Testing, Local Asset Hosting, and Practical Use
To test, reboot any machine on the network and enter its boot menu – usually F12, F11, or Del depending on the manufacturer – then select Network Boot or PXE Boot. Within a few seconds you should see the netboot.xyz menu load. If the screen stays blank or shows a TFTP timeout error, the most common causes are: the bootloader filename in your DHCP config does not match the actual file in your TFTP root, the TFTP port is being blocked by a host firewall, or the container is not using host networking and the TFTP data transfer is being broken by NAT. Check each of those in order before assuming a deeper configuration problem.
By default, netboot.xyz pulls ISO content directly from the internet during boot, which means the target machine needs a working internet connection and the download speed depends on your WAN bandwidth. For environments where you want faster installs or need to operate air-gapped, the tool supports local asset hosting.
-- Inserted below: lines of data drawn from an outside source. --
//! `AWS::RDS::*` resource properties

use serde::Serialize;

use super::Value;

#[derive(Clone, Debug, Serialize)]
#[serde(rename_all = "PascalCase")]
pub struct DbInstance {
  #[serde(rename = "DBName")]
  pub db_name: Value,

  pub allocated_storage: u32,

  #[serde(rename = "DBInstanceClass")]
  pub db_instance_class: String,

  pub engine: String,

  pub engine_version: String,

  pub master_username: Value,

  pub master_user_password: Value,

  #[serde(rename = "VPCSecurityGroups", skip_serializing_if = "Vec::is_empty")]
  pub vpc_security_groups: Vec<Value>,
}

#[cfg(test)]
mod tests {
  use serde_json::to_value;

  use super::*;

  #[test]
  fn it_uses_rds_casing() {
    let db = DbInstance {
      db_name: Value::reference("DBName"),
      allocated_storage: 20,
      db_instance_class: "db.t2.micro".to_owned(),
      engine: "MySQL".to_owned(),
      engine_version: "5.7.21".to_owned(),
      master_username: Value::reference("DBUser"),
      master_user_password: Value::reference("DBPass"),
      vpc_security_groups: vec![Value::get_att("DBSecurityGroup", "GroupId")],
    };

    let value = to_value(db).unwrap();
    assert_eq!(value["DBName"], serde_json::json!({"Ref": "DBName"}));
    assert_eq!(value["DBInstanceClass"], "db.t2.micro");
    assert_eq!(value["VPCSecurityGroups"][0]["Fn::GetAtt"][0], "DBSecurityGroup");
  }
}
//! Recovers an FTDI chip with a misconfigured EEPROM.
//!
//! ```text
//! ft232h-unbrick [--eeprom-size <N>] <vendor_id>:<product_id>
//! ```
//!
//! Opens the device with the given (hexadecimal) vendor and product IDs,
//! prints its chip ID, dumps the EEPROM, erases it and dumps it again.
//!
//! Progress and dumps go to stdout, errors to stderr.  The exit status is 0
//! if the whole sequence completed and 1 otherwise.
//!
//! Diagnostic logging goes to stderr and can be controlled via the
//! `RUST_LOG` environment variable.
use ft232h_unbrick::args::USAGE;
use ft232h_unbrick::{library_banner, Args, Recovery, RunError, UsbDevice, UsbDeviceConfig};

use clap::error::ErrorKind;
use clap::Parser;
#[allow(unused_imports)]
use log::{debug, error, info, trace, warn};
use rusb::Context;
use std::io::{self, Write};

fn execute(args: Args) -> Result<(), RunError> {
    info!("Create USB context");
    let context = Context::new().map_err(RunError::Context)?;
    println!("{}", library_banner());

    let config = UsbDeviceConfig {
        context: Some(context),
        ..Default::default()
    };
    let recovery = Recovery::new().eeprom_size(args.eeprom_size);

    let stdout = io::stdout();
    let mut out = stdout.lock();
    let result = recovery.run::<UsbDevice, _>(args.location, Some(config), &mut out);
    // Get everything printed so far out before any error message
    out.flush()?;
    result
}

fn main() {
    env_logger::builder().init();

    let args = match Args::try_parse() {
        Ok(args) => args,
        Err(e) if matches!(e.kind(), ErrorKind::DisplayHelp | ErrorKind::DisplayVersion) => {
            e.exit()
        }
        Err(e) => {
            debug!("Failed to parse arguments: {e}");
            println!("{USAGE}");
            std::process::exit(1);
        }
    };

    match execute(args) {
        Ok(()) => std::process::exit(0),
        Err(e) => {
            debug!("Recovery failed: {e:?}");
            eprintln!("{e}");
            std::process::exit(1);
        }
    }
}
use ft232h_unbrick::{ChipType, Device, DeviceLocation, EepromChip, Error};
use std::cell::RefCell;
use std::rc::Rc;

/// Shared record of the calls made on a [`MockDevice`], which outlives the
/// device so tests can check it was closed
pub type CallLog = Rc<RefCell<Vec<&'static str>>>;

/// Scripted behaviour for a [`MockDevice`]
#[derive(Debug, Default)]
pub struct MockConfig {
    pub open_error: Option<Error>,
    pub chipid: Option<Result<u32, Error>>,
    pub read_eeprom_error: Option<Error>,
    pub get_buffer_error: Option<Error>,
    pub erase_error: Option<Error>,
    /// EEPROM contents before the erase.  Erasing sets every byte to 0xff.
    pub image: Vec<u8>,
    pub calls: CallLog,
}

#[derive(Debug)]
pub struct MockDevice {
    location: DeviceLocation,
    config: MockConfig,
    image: Vec<u8>,
    read: bool,
    erased: bool,
}

impl MockDevice {
    fn record(&self, call: &'static str) {
        self.config.calls.borrow_mut().push(call);
    }
}

impl Device for MockDevice {
    type Config = MockConfig;

    fn open(location: DeviceLocation, config: Option<Self::Config>) -> Result<Self, Error> {
        let config = config.unwrap_or_default();
        config.calls.borrow_mut().push("open");
        if let Some(e) = &config.open_error {
            return Err(e.clone());
        }
        Ok(Self {
            location,
            image: config.image.clone(),
            config,
            read: false,
            erased: false,
        })
    }

    fn location(&self) -> DeviceLocation {
        self.location
    }

    fn chip_type(&self) -> ChipType {
        ChipType::Ft232H
    }

    fn read_chipid(&mut self) -> Result<u32, Error> {
        self.record("read_chipid");
        self.config.chipid.clone().unwrap_or(Ok(0))
    }

    fn read_eeprom(&mut self) -> Result<(), Error> {
        self.record("read_eeprom");
        if let Some(e) = &self.config.read_eeprom_error {
            return Err(e.clone());
        }
        self.read = true;
        Ok(())
    }

    fn eeprom_buf(&self, buf: &mut [u8]) -> Result<usize, Error> {
        self.record("eeprom_buf");
        if let Some(e) = &self.config.get_buffer_error {
            return Err(e.clone());
        }
        assert!(self.read, "eeprom_buf called before read_eeprom");
        let copied = buf.len().min(self.image.len());
        buf[..copied].copy_from_slice(&self.image[..copied]);
        buf[copied..].fill(0);
        Ok(copied)
    }

    fn erase_eeprom(&mut self) -> Result<(), Error> {
        self.record("erase_eeprom");
        if let Some(e) = &self.config.erase_error {
            return Err(e.clone());
        }
        self.image.fill(0xff);
        self.read = false;
        self.erased = true;
        Ok(())
    }

    fn eeprom_chip(&self) -> Option<EepromChip> {
        self.record("eeprom_chip");
        self.erased.then_some(EepromChip::Ee93x56)
    }
}

impl Drop for MockDevice {
    fn drop(&mut self) {
        self.record("close");
    }
}

pub fn close_count(calls: &CallLog) -> usize {
    calls.borrow().iter().filter(|c| **c == "close").count()
}
//! [`DeviceLocation`] identifies the USB device to recover by its vendor and
//! product IDs.
use std::fmt;
use std::str::FromStr;
use thiserror::Error;

/// A USB vendor/product ID pair, as given on the command line in the form
/// `vvvv:pppp` (hexadecimal)
#[derive(Debug, Clone, Copy, PartialEq, Eq)]
pub struct DeviceLocation {
    pub vendor_id: u16,
    pub product_id: u16,
}

impl DeviceLocation {
    pub fn new(vendor_id: u16, product_id: u16) -> Self {
        Self {
            vendor_id,
            product_id,
        }
    }
}

impl fmt::Display for DeviceLocation {
    fn fmt(&self, f: &mut fmt::Formatter<'_>) -> fmt::Result {
        write!(f, "{:04x}:{:04x}", self.vendor_id, self.product_id)
    }
}

/// Returned when a string isn't of the form `<hex>:<hex>`
#[derive(Debug, Error, PartialEq)]
pub enum ParseLocationError {
    #[error("expected vendor_id:product_id, no ':' separator found")]
    MissingSeparator,

    #[error("invalid {field} {value:?}: expected a 16-bit hexadecimal number")]
    InvalidHex { field: &'static str, value: String },
}

impl FromStr for DeviceLocation {
    type Err = ParseLocationError;

    fn from_str(s: &str) -> Result<Self, Self::Err> {
        let (vendor, product) = s
            .split_once(':')
            .ok_or(ParseLocationError::MissingSeparator)?;
        Ok(Self {
            vendor_id: parse_hex_u16("vendor_id", vendor)?,
            product_id: parse_hex_u16("product_id", product)?,
        })
    }
}

fn parse_hex_u16(field: &'static str, value: &str) -> Result<u16, ParseLocationError> {
    let trimmed = value.trim();
    let digits = trimmed
        .strip_prefix("0x")
        .or_else(|| trimmed.strip_prefix("0X"))
        .unwrap_or(trimmed);
    u16::from_str_radix(digits, 16).map_err(|_| ParseLocationError::InvalidHex {
        field,
        value: value.to_string(),
    })
}

#[cfg(test)]
mod tests {
    use super::*;
    use crate::constants::{FT232H_PID, FTDI_VID};

    #[test]
    fn test_parse_valid() {
        let loc: DeviceLocation = "aaaa:bbbb".parse().unwrap();
        assert_eq!(loc, DeviceLocation::new(0xaaaa, 0xbbbb));

        let loc: DeviceLocation = "0403:6014".parse().unwrap();
        assert_eq!(loc.vendor_id, FTDI_VID);
        assert_eq!(loc.product_id, FT232H_PID);
    }

    #[test]
    fn test_parse_prefix_and_case() {
        let loc: DeviceLocation = "0x403:0X6014".parse().unwrap();
        assert_eq!(loc, DeviceLocation::new(0x0403, 0x6014));

        let loc: DeviceLocation = "FfFf:1".parse().unwrap();
        assert_eq!(loc, DeviceLocation::new(0xffff, 0x0001));
    }

    #[test]
    fn test_parse_missing_separator() {
        assert_eq!(
            "04036014".parse::<DeviceLocation>(),
            Err(ParseLocationError::MissingSeparator)
        );
    }

    #[test]
    fn test_parse_invalid_components() {
        assert!(matches!(
            "0403:".parse::<DeviceLocation>(),
            Err(ParseLocationError::InvalidHex {
                field: "product_id",
                ..
            })
        ));
        assert!(matches!(
            "zz:6014".parse::<DeviceLocation>(),
            Err(ParseLocationError::InvalidHex {
                field: "vendor_id",
                ..
            })
        ));
        // Out of 16-bit range
        assert!("10000:6014".parse::<DeviceLocation>().is_err());
    }

    #[test]
    fn test_display() {
        assert_eq!(DeviceLocation::new(0x403, 0x6014).to_string(), "0403:6014");
    }
}
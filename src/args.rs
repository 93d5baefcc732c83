//! Command line arguments for the ft232h-unbrick binary
use crate::recovery::DEFAULT_EEPROM_SIZE;
use crate::DeviceLocation;
use clap::Parser;

/// Printed to stdout when the arguments can't be parsed
pub const USAGE: &str = "usage: [vendor_id:product_id]";

/// Resets the EEPROM of an FTDI chip, showing its contents before and after
#[derive(Parser, Debug)]
#[command(author, version, about)]
pub struct Args {
    /// Device to recover as vendor_id:product_id in hex, e.g. 0403:6014
    pub location: DeviceLocation,

    /// Number of EEPROM bytes to retrieve and display
    #[arg(long, default_value_t = DEFAULT_EEPROM_SIZE)]
    pub eeprom_size: usize,
}

#[cfg(test)]
mod tests {
    use super::*;

    #[test]
    fn test_parse_location() {
        let args = Args::try_parse_from(["ft232h-unbrick", "0403:6014"]).unwrap();
        assert_eq!(args.location, DeviceLocation::new(0x0403, 0x6014));
        assert_eq!(args.eeprom_size, DEFAULT_EEPROM_SIZE);
    }

    #[test]
    fn test_eeprom_size() {
        let args =
            Args::try_parse_from(["ft232h-unbrick", "--eeprom-size", "255", "aaaa:bbbb"]).unwrap();
        assert_eq!(args.eeprom_size, 255);
        assert_eq!(args.location, DeviceLocation::new(0xaaaa, 0xbbbb));
    }

    #[test]
    fn test_missing_argument() {
        assert!(Args::try_parse_from(["ft232h-unbrick"]).is_err());
    }

    #[test]
    fn test_malformed_argument() {
        assert!(Args::try_parse_from(["ft232h-unbrick", "04036014"]).is_err());
        assert!(Args::try_parse_from(["ft232h-unbrick", "0403:xyz"]).is_err());
    }
}
//! The [`Device`] module provides the low-level interface to the FTDI chip's
//! EEPROM.  [`crate::Recovery`] drives it to perform the dump/erase/dump
//! sequence.

pub mod usb;

pub use usb::UsbDevice;

use crate::{DeviceLocation, Error};

/// The core Device trait, which allows Device to be mocked out for testing
///
/// A Device is an open session with the chip.  The session is released when
/// the Device is dropped, so an opened Device is closed exactly once on every
/// path out of the code that owns it.
pub trait Device: std::fmt::Debug {
    type Config;

    /// Opens the first device matching `location`, using the provided
    /// config, which can be omitted in order to use default configuration.
    ///
    /// # Arguments
    /// * `location` - Vendor and product ID to match
    /// * `config` - Configuration for the device, or None for default
    ///
    /// # Returns
    /// * `Ok(Device)` - Successfully opened device
    /// * `Err(Error)` - If no device was found, or it could not be opened
    fn open(location: DeviceLocation, config: Option<Self::Config>) -> Result<Self, Error>
    where
        Self: Sized;

    /// The location this device was opened from
    fn location(&self) -> DeviceLocation;

    /// The chip type detected when the device was opened
    fn chip_type(&self) -> ChipType;

    /// Reads the FTDIChip-ID.
    ///
    /// # Returns
    /// * `Ok(u32)` - The decoded chip ID
    /// * `Err(Error)` - If the ID words could not be read
    fn read_chipid(&mut self) -> Result<u32, Error>;

    /// Reads the whole EEPROM into device side storage.  Use
    /// [`Device::eeprom_buf`] to retrieve it.
    fn read_eeprom(&mut self) -> Result<(), Error>;

    /// Copies the EEPROM image read by [`Device::read_eeprom`] into `buf`.
    ///
    /// Fails if `buf` is smaller than the detected EEPROM size.  At most
    /// [`crate::constants::FTDI_MAX_EEPROM_SIZE`] bytes are copied; any
    /// remainder of `buf` is zeroed.
    ///
    /// # Returns
    /// * `Ok(usize)` - Number of bytes copied from the EEPROM image
    /// * `Err(Error)` - On failure
    fn eeprom_buf(&self, buf: &mut [u8]) -> Result<usize, Error>;

    /// Erases the EEPROM back to its blank state.
    fn erase_eeprom(&mut self) -> Result<(), Error>;

    /// The EEPROM part detected by the last [`Device::erase_eeprom`], if
    /// the device can tell
    fn eeprom_chip(&self) -> Option<EepromChip> {
        None
    }

    /// Closes the session.  Equivalent to dropping the Device, but makes the
    /// release explicit at the call site.
    fn close(self)
    where
        Self: Sized,
    {
        drop(self);
    }
}

/// FTDI chip families, as identified by the device's bcdDevice
#[derive(Debug, Clone, Copy, PartialEq, Eq)]
pub enum ChipType {
    Am,
    Bm,
    Ft2232C,
    Ft232R,
    Ft2232H,
    Ft4232H,
    Ft232H,
    Ft230X,
}

impl ChipType {
    /// Identifies the chip from the device descriptor's bcdDevice and
    /// whether it advertises a serial number.  Unknown values are treated
    /// as BM, matching libftdi.
    pub fn from_bcd_device(bcd: u16, has_serial: bool) -> Self {
        match bcd {
            0x0200 if !has_serial => ChipType::Bm, // BM reports 0x200 when serial index is 0
            0x0200 => ChipType::Am,
            0x0400 => ChipType::Bm,
            0x0500 => ChipType::Ft2232C,
            0x0600 => ChipType::Ft232R,
            0x0700 => ChipType::Ft2232H,
            0x0800 => ChipType::Ft4232H,
            0x0900 => ChipType::Ft232H,
            0x1000 => ChipType::Ft230X,
            _ => ChipType::Bm,
        }
    }

    /// Whether the chip's EEPROM is internal to the silicon, and so can't
    /// be erased via SIO_ERASE_EEPROM_REQUEST
    pub fn has_internal_eeprom(&self) -> bool {
        matches!(self, ChipType::Ft232R | ChipType::Ft230X)
    }
}

/// The EEPROM part detected after an erase
#[derive(Debug, Clone, Copy, PartialEq, Eq)]
pub enum EepromChip {
    /// EEPROM is part of the chip (FT232R, FT230X)
    Internal,
    /// 93x46, 64 words
    Ee93x46,
    /// 93x56, 128 words
    Ee93x56,
    /// 93x66, 256 words
    Ee93x66,
    /// The magic word wasn't found at any checked address
    Unknown,
}
//! Diskmap configuration: drive letter to backing-path mapping, persisted
//! as JSON.

use std::collections::BTreeMap;
use std::path::Path;

use serde::{Deserialize, Serialize};

use crate::error::{EngineError, Result};

/// Drive letter → CP/M unit number.
pub fn unit_for_drive(drive: char) -> Option<u8> {
    match drive.to_ascii_uppercase() {
        'A' => Some(1),
        'B' => Some(2),
        'C' => Some(4),
        'D' => Some(8),
        'I' => Some(15),
        _ => None,
    }
}

#[derive(Debug, Clone, Serialize, Deserialize)]
pub struct DiskMap {
    #[serde(flatten)]
    drives: BTreeMap<char, String>,
}

impl DiskMap {
    pub fn load(path: &Path) -> Result<Self> {
        let text = std::fs::read_to_string(path)
            .map_err(|e| EngineError::Io { path: Some(path.to_path_buf()), source: e })?;
        let map: DiskMap = serde_json::from_str(&text)
            .map_err(|e| EngineError::CorruptDiskmap { path: path.to_path_buf(), reason: e.to_string() })?;
        map.validate(path)?;
        Ok(map)
    }

    pub fn save(&self, path: &Path) -> Result<()> {
        let text = serde_json::to_string_pretty(self)
            .map_err(|e| EngineError::CorruptDiskmap { path: path.to_path_buf(), reason: e.to_string() })?;
        std::fs::write(path, text)
            .map_err(|e| EngineError::Io { path: Some(path.to_path_buf()), source: e })?;
        Ok(())
    }

    fn validate(&self, path: &Path) -> Result<()> {
        for &drive in self.drives.keys() {
            if unit_for_drive(drive).is_none() {
                return Err(EngineError::CorruptDiskmap {
                    path: path.to_path_buf(),
                    reason: format!("unknown drive letter {drive}"),
                });
            }
        }
        Ok(())
    }

    pub fn entries(&self) -> impl Iterator<Item = (char, &str)> {
        self.drives.iter().map(|(&d, p)| (d, p.as_str()))
    }

    pub fn insert(&mut self, drive: char, path: String) {
        self.drives.insert(drive, path);
    }

    pub fn remove(&mut self, drive: char) {
        self.drives.remove(&drive);
    }
}

#[cfg(test)]
mod tests {
    use super::*;

    #[test]
    fn drive_letters_map_to_spec_units() {
        assert_eq!(unit_for_drive('A'), Some(1));
        assert_eq!(unit_for_drive('B'), Some(2));
        assert_eq!(unit_for_drive('C'), Some(4));
        assert_eq!(unit_for_drive('D'), Some(8));
        assert_eq!(unit_for_drive('I'), Some(15));
        assert_eq!(unit_for_drive('Z'), None);
    }

    #[test]
    fn loads_and_validates_json() {
        let dir = tempfile::tempdir().unwrap();
        let path = dir.path().join("diskmap.json");
        std::fs::write(&path, r#"{"A":"cpm22.dsk","B":"comms.dsk"}"#).unwrap();

        let map = DiskMap::load(&path).unwrap();
        let entries: Vec<_> = map.entries().collect();
        assert_eq!(entries.len(), 2);
    }

    #[test]
    fn rejects_unknown_drive_letter() {
        let dir = tempfile::tempdir().unwrap();
        let path = dir.path().join("diskmap.json");
        std::fs::write(&path, r#"{"Z":"bogus.dsk"}"#).unwrap();
        assert!(DiskMap::load(&path).is_err());
    }

    #[test]
    fn save_round_trips() {
        let dir = tempfile::tempdir().unwrap();
        let path = dir.path().join("diskmap.json");
        let mut map = DiskMap { drives: BTreeMap::new() };
        map.insert('A', "cpm22.dsk".to_string());
        map.save(&path).unwrap();

        let reloaded = DiskMap::load(&path).unwrap();
        assert_eq!(reloaded.entries().count(), 1);
    }
}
You drop ISO files into the mapped assets volume and configure the web UI to point specific menu entries at your local HTTP server instead of the upstream CDN. A 23 GB Windows PE environment or a large Fedora ISO boots noticeably faster from a local gigabit NAS than from a remote server, particularly when provisioning multiple machines at once.
The web UI also lets you write custom iPXE scripts, which opens up more advanced workflows – like auto-answering installer prompts with kickstart or preseed files, or building a custom menu that only shows the three or four options your environment actually uses. iPXE scripting syntax is well-documented on the iPXE project site, and netboot.xyz’s own menu files are open on GitHub, so reading through them gives you a solid model for writing your own entries.

Once it is running, the utility of having netboot.xyz on your network becomes obvious the first time you need to recover a machine at 11pm and the only thing between you and a working system is a two-minute network boot – not a twenty-minute search for a flash drive that may or may not have the right ISO on it.